What this task involves: Up to and including the line that contains "use pep440_rs::VersionSpecifiers;", repeat each line of the data exactly, starting from the first.

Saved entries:
Start of Block
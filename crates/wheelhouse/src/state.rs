//! Durable channel state: per-package declaration files (the operator's
//! intent) and per-package state files (the machine's progress). Both live as
//! one file per package, keyed by the canonical package name, and every write
//! is atomic (tmp file + rename) so a crash can never leave a half-written
//! document behind.

use std::io::Write;
use std::path::{Path, PathBuf};
use std::str::FromStr;

use chrono::{DateTime, Utc};
use indexmap::IndexMap;
use miette::Diagnostic;
use pep440_rs::VersionSpecifiers;
use serde::{Deserialize, Serialize};
use thiserror::Error;

use crate::types::{NormalizedPackageName, WheelFilename};

/// After this many failures a wheel is skipped permanently.
pub const RETRY_LIMIT: u32 = 3;

/// One wheel the operator asked to have converted.
#[derive(Debug, Clone, PartialEq, Eq, Serialize, Deserialize)]
pub struct DeclaredWheel {
    /// The upstream wheel filename.
    pub filename: String,
}

impl DeclaredWheel {
    /// The version encoded in the wheel filename.
    pub fn version(&self) -> Option<pep440_rs::Version> {
        self.filename
            .parse::<WheelFilename>()
            .ok()
            .map(|name| name.version)
    }
}

/// The operator-maintained declaration of a tracked package.
#[derive(Debug, Clone, Default, PartialEq, Serialize, Deserialize)]
pub struct PackageDeclaration {
    /// Name under which the external conda ecosystem publishes this package.
    /// When set, the package is deferred to that ecosystem and never
    /// converted here.
    #[serde(default, skip_serializing_if = "Option::is_none")]
    pub conda_forge: Option<String>,

    /// Version constraint; the empty string means any version.
    #[serde(default, skip_serializing_if = "String::is_empty")]
    pub version_constraint: String,

    /// Version strings the operator chose to skip.
    #[serde(default, skip_serializing_if = "Vec::is_empty")]
    pub skip_versions: Vec<String>,

    /// The wheels to convert, newest first by convention.
    #[serde(default, skip_serializing_if = "Vec::is_empty")]
    pub wheels: Vec<DeclaredWheel>,
}

impl PackageDeclaration {
    /// The parsed version constraint; `None` means unconstrained.
    pub fn constraint(&self) -> Option<VersionSpecifiers> {
        if self.version_constraint.is_empty() {
            return None;
        }
        VersionSpecifiers::from_str(&self.version_constraint).ok()
    }
}

/// Conversion progress of one wheel.
#[derive(Debug, Clone, Copy, PartialEq, Eq, Serialize, Deserialize)]
#[serde(rename_all = "lowercase")]
pub enum WheelStatus {
    /// Declared but not yet converted.
    Pending,
    /// Successfully converted into the channel.
    Converted,
    /// The last attempt failed; will be retried.
    Failed,
    /// Failed [`RETRY_LIMIT`] times; permanently abandoned.
    Skipped,
}

/// The translated dependency summary of a converted wheel. Names only; used
/// by closure validation.
#[derive(Debug, Clone, Default, PartialEq, Eq, Serialize, Deserialize)]
pub struct DependencySummary {
    /// Unconditional runtime dependencies.
    #[serde(default)]
    pub required: Vec<String>,
    /// Optional dependencies, per extra.
    #[serde(default, skip_serializing_if = "IndexMap::is_empty")]
    pub optional: IndexMap<String, Vec<String>>,
}

/// Durable per-wheel record. Absent fields are omitted from the serialized
/// document.
#[derive(Debug, Clone, Default, PartialEq, Serialize, Deserialize)]
pub struct WheelState {
    /// Where the wheel is in the conversion state machine.
    pub status: WheelStatus,

    /// Upstream SHA-256 of the wheel file.
    #[serde(default, skip_serializing_if = "Option::is_none")]
    pub sha256: Option<String>,

    /// Upstream upload timestamp.
    #[serde(default, skip_serializing_if = "Option::is_none")]
    pub upload_time: Option<DateTime<Utc>>,

    /// When the conversion finished.
    #[serde(default, skip_serializing_if = "Option::is_none")]
    pub converted_at: Option<DateTime<Utc>>,

    /// Filename of the produced `.conda` file.
    #[serde(default, skip_serializing_if = "Option::is_none")]
    pub conda_file: Option<String>,

    /// Channel subdirectory the package landed in.
    #[serde(default, skip_serializing_if = "Option::is_none")]
    pub subdir: Option<String>,

    /// Translated dependency summary.
    #[serde(default, skip_serializing_if = "Option::is_none")]
    pub dependencies: Option<DependencySummary>,

    /// The raw requirement strings, verbatim, for audit and re-translation.
    #[serde(default, skip_serializing_if = "Option::is_none")]
    pub original_requirements: Option<Vec<String>>,

    /// The last error message.
    #[serde(default, skip_serializing_if = "Option::is_none")]
    pub error: Option<String>,

    /// How many times conversion has failed. Durable across runs; never reset
    /// by pending recomputation.
    #[serde(default, skip_serializing_if = "is_zero")]
    pub retry_count: u32,
}

fn is_zero(count: &u32) -> bool {
    *count == 0
}

impl Default for WheelStatus {
    fn default() -> Self {
        WheelStatus::Pending
    }
}

/// Per-package wheel state, keyed by wheel filename. Insertion order is
/// preserved in the serialized document.
pub type PackageState = IndexMap<String, WheelState>;

/// Errors from the state store.
#[derive(Debug, Error, Diagnostic)]
#[allow(missing_docs)]
pub enum StateError {
    #[error("package declaration not found: {0}")]
    MissingDeclaration(PathBuf),

    #[error("corrupt declaration file {path}: {message}")]
    CorruptDeclaration { path: PathBuf, message: String },

    #[error("corrupt state file {path}: {message}")]
    CorruptState { path: PathBuf, message: String },

    #[error(transparent)]
    Io(#[from] std::io::Error),
}

/// The two on-disk surfaces: `<packages>/<name>.toml` declarations and
/// `<state>/<name>.json` state files.
#[derive(Debug, Clone)]
pub struct StateStore {
    packages_dir: PathBuf,
    state_dir: PathBuf,
}

impl StateStore {
    /// Creates a store over the given directories. Nothing is touched until
    /// the first write.
    pub fn new(packages_dir: impl Into<PathBuf>, state_dir: impl Into<PathBuf>) -> Self {
        Self {
            packages_dir: packages_dir.into(),
            state_dir: state_dir.into(),
        }
    }

    /// The set of declared packages: the file stems of the declarations
    /// directory, sorted.
    pub fn list_packages(&self) -> Result<Vec<NormalizedPackageName>, StateError> {
        let mut names = Vec::new();
        let entries = match fs_err::read_dir(&self.packages_dir) {
            Ok(entries) => entries,
            Err(err) if err.kind() == std::io::ErrorKind::NotFound => return Ok(names),
            Err(err) => return Err(err.into()),
        };
        for entry in entries {
            let path = entry?.path();
            if path.extension().is_some_and(|ext| ext == "toml") {
                if let Some(stem) = path.file_stem().and_then(|s| s.to_str()) {
                    if let Ok(name) = NormalizedPackageName::from_str(stem) {
                        names.push(name);
                    }
                }
            }
        }
        names.sort();
        Ok(names)
    }

    fn declaration_path(&self, name: &NormalizedPackageName) -> PathBuf {
        self.packages_dir.join(format!("{name}.toml"))
    }

    fn state_path(&self, name: &NormalizedPackageName) -> PathBuf {
        self.state_dir.join(format!("{name}.json"))
    }

    /// Loads a package declaration. Absence is an error: operations on a
    /// package require its declaration to exist.
    pub fn load_declaration(
        &self,
        name: &NormalizedPackageName,
    ) -> Result<PackageDeclaration, StateError> {
        let path = self.declaration_path(name);
        let content = match fs_err::read_to_string(&path) {
            Ok(content) => content,
            Err(err) if err.kind() == std::io::ErrorKind::NotFound => {
                return Err(StateError::MissingDeclaration(path))
            }
            Err(err) => return Err(err.into()),
        };
        toml::from_str(&content).map_err(|err| StateError::CorruptDeclaration {
            path,
            message: err.to_string(),
        })
    }

    /// Writes a package declaration atomically.
    pub fn save_declaration(
        &self,
        name: &NormalizedPackageName,
        declaration: &PackageDeclaration,
    ) -> Result<(), StateError> {
        let content =
            toml::to_string_pretty(declaration).expect("declarations always serialize");
        write_atomically(
            &self.packages_dir,
            &self.declaration_path(name),
            content.as_bytes(),
        )
    }

    /// True when a declaration exists for this package.
    pub fn has_declaration(&self, name: &NormalizedPackageName) -> bool {
        self.declaration_path(name).exists()
    }

    /// Loads the state of a package. A missing file is an empty state; a
    /// file that does not deserialize is corruption and is never rewritten
    /// here.
    pub fn load_state(&self, name: &NormalizedPackageName) -> Result<PackageState, StateError> {
        let path = self.state_path(name);
        let content = match fs_err::read(&path) {
            Ok(content) => content,
            Err(err) if err.kind() == std::io::ErrorKind::NotFound => {
                return Ok(PackageState::default())
            }
            Err(err) => return Err(err.into()),
        };
        serde_json::from_slice(&content).map_err(|err| StateError::CorruptState {
            path,
            message: err.to_string(),
        })
    }

    /// Writes the state of a package atomically.
    pub fn save_state(
        &self,
        name: &NormalizedPackageName,
        state: &PackageState,
    ) -> Result<(), StateError> {
        let content = serde_json::to_vec_pretty(state).expect("state always serializes");
        write_atomically(&self.state_dir, &self.state_path(name), &content)
    }

    /// For every package with at least one converted wheel, reports the
    /// required dependencies that are not themselves declared. Results are
    /// grouped by package; packages with a complete closure are absent.
    pub fn validate_dependencies(
        &self,
    ) -> Result<IndexMap<NormalizedPackageName, Vec<String>>, StateError> {
        let packages = self.list_packages()?;
        let mut missing: IndexMap<NormalizedPackageName, Vec<String>> = IndexMap::new();

        for package in &packages {
            let state = self.load_state(package)?;
            let Some(summary) = state
                .values()
                .find(|wheel| wheel.status == WheelStatus::Converted && wheel.dependencies.is_some())
                .and_then(|wheel| wheel.dependencies.as_ref())
            else {
                continue;
            };

            let mut unmet = Vec::new();
            for dep in &summary.required {
                let name = dependency_name(dep);
                let normalized = name.to_lowercase().replace('_', "-");
                if !packages.iter().any(|p| p.as_str() == normalized) {
                    unmet.push(name.to_owned());
                }
            }
            if !unmet.is_empty() {
                missing.insert(package.clone(), unmet);
            }
        }

        Ok(missing)
    }
}

/// Strips version specifiers, extras brackets and selector text off a
/// dependency string, leaving the bare name.
fn dependency_name(dep: &str) -> &str {
    let end = dep
        .find(['[', '<', '>', '=', '!', '~', ';', ' '])
        .unwrap_or(dep.len());
    dep[..end].trim()
}

/// Writes via a sibling temp file and renames over the target, so readers
/// observe either the old or the new document, never a torn one.
fn write_atomically(dir: &Path, path: &Path, content: &[u8]) -> Result<(), StateError> {
    fs_err::create_dir_all(dir)?;
    let mut tmp = tempfile::NamedTempFile::new_in(dir)?;
    tmp.write_all(content)?;
    tmp.persist(path).map_err(|err| StateError::Io(err.error))?;
    Ok(())
}

/// The wheels of a declaration that still need conversion: everything not
/// converted, not skipped, and not failed past the retry limit.
pub fn pending_wheels(
    declaration: &PackageDeclaration,
    state: &PackageState,
) -> Vec<DeclaredWheel> {
    declaration
        .wheels
        .iter()
        .filter(|wheel| match state.get(&wheel.filename) {
            Some(wheel_state) => match wheel_state.status {
                WheelStatus::Converted | WheelStatus::Skipped => false,
                WheelStatus::Failed => wheel_state.retry_count < RETRY_LIMIT,
                WheelStatus::Pending => true,
            },
            None => true,
        })
        .cloned()
        .collect()
}

/// Records a failed conversion attempt, bumping the durable retry counter.
/// The wheel becomes `skipped` permanently once the counter reaches
/// [`RETRY_LIMIT`]. Upstream facts (hash, upload time) survive the
/// transition.
pub fn record_failure(state: &mut PackageState, filename: &str, error: String) {
    let existing = state.get(filename);
    let retry_count = existing.map_or(0, |s| s.retry_count) + 1;
    let status = if retry_count < RETRY_LIMIT {
        WheelStatus::Failed
    } else {
        WheelStatus::Skipped
    };
    state.insert(
        filename.to_owned(),
        WheelState {
            status,
            sha256: existing.and_then(|s| s.sha256.clone()),
            upload_time: existing.and_then(|s| s.upload_time),
            error: Some(error),
            retry_count,
            ..WheelState::default()
        },
    );
}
End of Block
Result below:
filename crates/wheelhouse/src/state.rs
//! Durable channel state: per-package declaration files (the operator's
//! intent) and per-package state files (the machine's progress). Both live as
//! one file per package, keyed by the canonical package name, and every write
//! is atomic (tmp file + rename) so a crash can never leave a half-written
//! document behind.

use std::io::Write;
use std::path::{Path, PathBuf};
use std::str::FromStr;

use chrono::{DateTime, Utc};
use indexmap::IndexMap;
use miette::Diagnostic;
use pep440_rs::VersionSpecifiers;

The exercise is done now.